Staff at Bedford MacDonald House help guests search for jobs and apartments, and also focus on building community, and helping men access services they might need. (Sarah MacMillan/CBC)

Paugh said he has felt the sense of community fostered by the staff. 

"They're basically family here. Every one of them has shown me my value."

Fears for colder weather 

Redmond said the men staying at Bedford MacDonald House may not fit people's stereotypes of those who stay in shelters. For example, he said about half the guests are employed. 

That includes Paugh, who works as a dishwasher at a local restaurant. He ended up at the shelter after losing more than one apartment, and he said he's struggled to find anything else in his price range. 

Bedford MacDonald House has capacity to sleep up to 12 men each night. (Sarah MacMillan/CBC)

Looking at apartment listings, he said it can be hard to feel optimistic.

"With the availability, I don't know. It's very tricky to wonder where I'm going to be at in three months.
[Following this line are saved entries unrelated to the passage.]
#[cfg(test)]
mod tests {
    use super::*;
    use crate::services::metadata_client::{MetadataError, SongMetadata};
    use async_trait::async_trait;
    use songlib_common::db::init_memory_database;
    use std::sync::atomic::{AtomicUsize, Ordering};

    struct FixedSource {
        metadata: SongMetadata,
        calls: AtomicUsize,
    }

    #[async_trait]
    impl MetadataSource for FixedSource {
        async fn fetch(
            &self,
            _group: &str,
            _song: &str,
        ) -> std::result::Result<Option<SongMetadata>, MetadataError> {
            self.calls.fetch_add(1, Ordering::SeqCst);
            Ok(Some(self.metadata.clone()))
        }
    }

    struct FailingSource;

    #[async_trait]
    impl MetadataSource for FailingSource {
        async fn fetch(
            &self,
            _group: &str,
            _song: &str,
        ) -> std::result::Result<Option<SongMetadata>, MetadataError> {
            Err(MetadataError::Network("connection refused".to_string()))
        }
    }

    fn new_song(group: &str, song: &str, details: Option<DetailsInput>) -> NewSong {
        NewSong {
            group: group.to_string(),
            song: song.to_string(),
            details,
        }
    }

    async fn writer(metadata: Option<Arc<dyn MetadataSource>>) -> SongWriter {
        SongWriter::new(init_memory_database().await.unwrap(), metadata)
    }

    #[tokio::test]
    async fn test_add_without_details() {
        let w = writer(None).await;
        let song = w.add(new_song("Muse", "Hysteria", None)).await.unwrap();

        assert_eq!(song.group, "Muse");
        assert_eq!(song.details, SongDetails::empty(song.id));
    }

    #[tokio::test]
    async fn test_add_rejects_impossible_date_before_writing() {
        let w = writer(None).await;
        let details = DetailsInput {
            release_date: Some("31.02.2024".to_string()),
            ..DetailsInput::default()
        };

        let err = w.add(new_song("Muse", "Hysteria", Some(details))).await.unwrap_err();
        assert!(matches!(err, Error::InvalidInput(_)));

        let count: i64 = sqlx::query_scalar("SELECT COUNT(*) FROM songs")
            .fetch_one(&w.db)
            .await
            .unwrap();
        assert_eq!(count, 0);
    }

    #[tokio::test]
    async fn test_add_rejects_blank_fields() {
        let w = writer(None).await;
        assert!(matches!(
            w.add(new_song("  ", "Hysteria", None)).await,
            Err(Error::InvalidInput(_))
        ));
        assert!(matches!(
            w.add(new_song("Muse", "", None)).await,
            Err(Error::InvalidInput(_))
        ));
    }

    #[tokio::test]
    async fn test_add_duplicate() {
        let w = writer(None).await;
        w.add(new_song("Muse", "Hysteria", None)).await.unwrap();

        assert!(matches!(
            w.add(new_song("Muse", "Hysteria", None)).await,
            Err(Error::Duplicate(_))
        ));
        // same title, different group is fine
        w.add(new_song("Cover Band", "Hysteria", None)).await.unwrap();
    }

    #[tokio::test]
    async fn test_failed_enrichment_still_creates_song() {
        let w = writer(Some(Arc::new(FailingSource))).await;
        let song = w.add(new_song("Muse", "Hysteria", None)).await.unwrap();

        assert!(song.details.text.is_empty());
        assert!(song.details.link.is_empty());
        assert!(song.details.release_date.is_none());
    }

    #[tokio::test]
    async fn test_supplied_fields_win_over_fetched() {
        let source = Arc::new(FixedSource {
            metadata: SongMetadata {
                text: "fetched text".to_string(),
                link: "https://fetched".to_string(),
                release_date: ReleaseDate::from_ymd(2003, 12, 1),
            },
            calls: AtomicUsize::new(0),
        });
        let w = writer(Some(source.clone())).await;

        let details = DetailsInput {
            text: Some("my text".to_string()),
            ..DetailsInput::default()
        };
        let song = w.add(new_song("Muse", "Hysteria", Some(details))).await.unwrap();

        assert_eq!(song.details.text, "my text");
        assert_eq!(song.details.link, "https://fetched");
        assert_eq!(song.details.release_date, ReleaseDate::from_ymd(2003, 12, 1));
        assert_eq!(source.calls.load(Ordering::SeqCst), 1);
    }

    #[tokio::test]
    async fn test_complete_details_skip_enrichment() {
        let source = Arc::new(FixedSource {
            metadata: SongMetadata::default(),
            calls: AtomicUsize::new(0),
        });
        let w = writer(Some(source.clone())).await;

        let details = DetailsInput {
            text: Some("t".to_string()),
            link: Some("l".to_string()),
            release_date: Some("01.12.2003".to_string()),
        };
        w.add(new_song("Muse", "Hysteria", Some(details))).await.unwrap();

        assert_eq!(source.calls.load(Ordering::SeqCst), 0);
    }

    #[tokio::test]
    async fn test_edit_partial_update() {
        let w = writer(None).await;
        let details = DetailsInput {
            text: Some("old".to_string()),
            link: Some("https://old".to_string()),
            release_date: Some("01.12.2003".to_string()),
        };
        let created = w.add(new_song("Muse", "Hysteria", Some(details))).await.unwrap();

        let update = SongUpdate {
            song: Some("Hysteria (Live)".to_string()),
            details: Some(DetailsInput {
                release_date: Some(String::new()),
                ..DetailsInput::default()
            }),
            ..SongUpdate::default()
        };
        let edited = w.edit(created.id, update).await.unwrap();

        assert_eq!(edited.group, "Muse");
        assert_eq!(edited.song, "Hysteria (Live)");
        assert_eq!(edited.details.text, "old");
        assert_eq!(edited.details.link, "https://old");
        assert!(edited.details.release_date.is_none());
    }

    #[tokio::test]
    async fn test_edit_bad_date_format() {
        let w = writer(None).await;
        let created = w.add(new_song("Muse", "Hysteria", None)).await.unwrap();

        let update = SongUpdate {
            details: Some(DetailsInput {
                release_date: Some("2003-12-01".to_string()),
                ..DetailsInput::default()
            }),
            ..SongUpdate::default()
        };
        assert!(matches!(
            w.edit(created.id, update).await,
            Err(Error::InvalidInput(_))
        ));
    }

    #[tokio::test]
    async fn test_edit_song_without_details_is_not_found() {
        let w = writer(None).await;
        sqlx::query("INSERT INTO songs (id, group_name, song) VALUES (42, 'Muse', 'Bare')")
            .execute(&w.db)
            .await
            .unwrap();

        let update = SongUpdate {
            group: Some("Renamed".to_string()),
            ..SongUpdate::default()
        };
        assert!(matches!(w.edit(42, update).await, Err(Error::NotFound(_))));

        let row = songs::find_song(&w.db, 42).await.unwrap().unwrap();
        assert_eq!(row.group_name, "Muse");
    }

    #[tokio::test]
    async fn test_edit_rename_onto_existing_is_duplicate() {
        let w = writer(None).await;
        w.add(new_song("Muse", "Hysteria", None)).await.unwrap();
        let other = w.add(new_song("Muse", "Uprising", None)).await.unwrap();

        let update = SongUpdate {
            song: Some("Hysteria".to_string()),
            ..SongUpdate::default()
        };
        assert!(matches!(
            w.edit(other.id, update).await,
            Err(Error::Duplicate(_))
        ));
    }

    #[tokio::test]
    async fn test_delete() {
        let w = writer(None).await;
        let created = w.add(new_song("Muse", "Hysteria", None)).await.unwrap();

        w.delete(created.id).await.unwrap();
        assert!(songs::find_song(&w.db, created.id).await.unwrap().is_none());
        assert!(matches!(w.delete(created.id).await, Err(Error::NotFound(_))));
    }

    #[test]
    fn test_parse_release_date_tri_state() {
        assert_eq!(parse_release_date(None).unwrap(), None);
        assert_eq!(parse_release_date(Some("")).unwrap(), Some(None));
        assert_eq!(
            parse_release_date(Some("16.07.2006")).unwrap(),
            Some(ReleaseDate::from_ymd(2006, 7, 16))
        );
        assert!(parse_release_date(Some("16/07/2006")).is_err());
    }
}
It's kind of scary."

With vacancy rates close to zero per cent, Redmond said it is a big challenge to find housing for guests, and as the end of summer draws closer, Redmond said he's worried too.

"It's the one thing that keeps me up at night, is the thought of where a person's going to be in November and December," said Redmond.

"The cold is something we are very, very fearful of."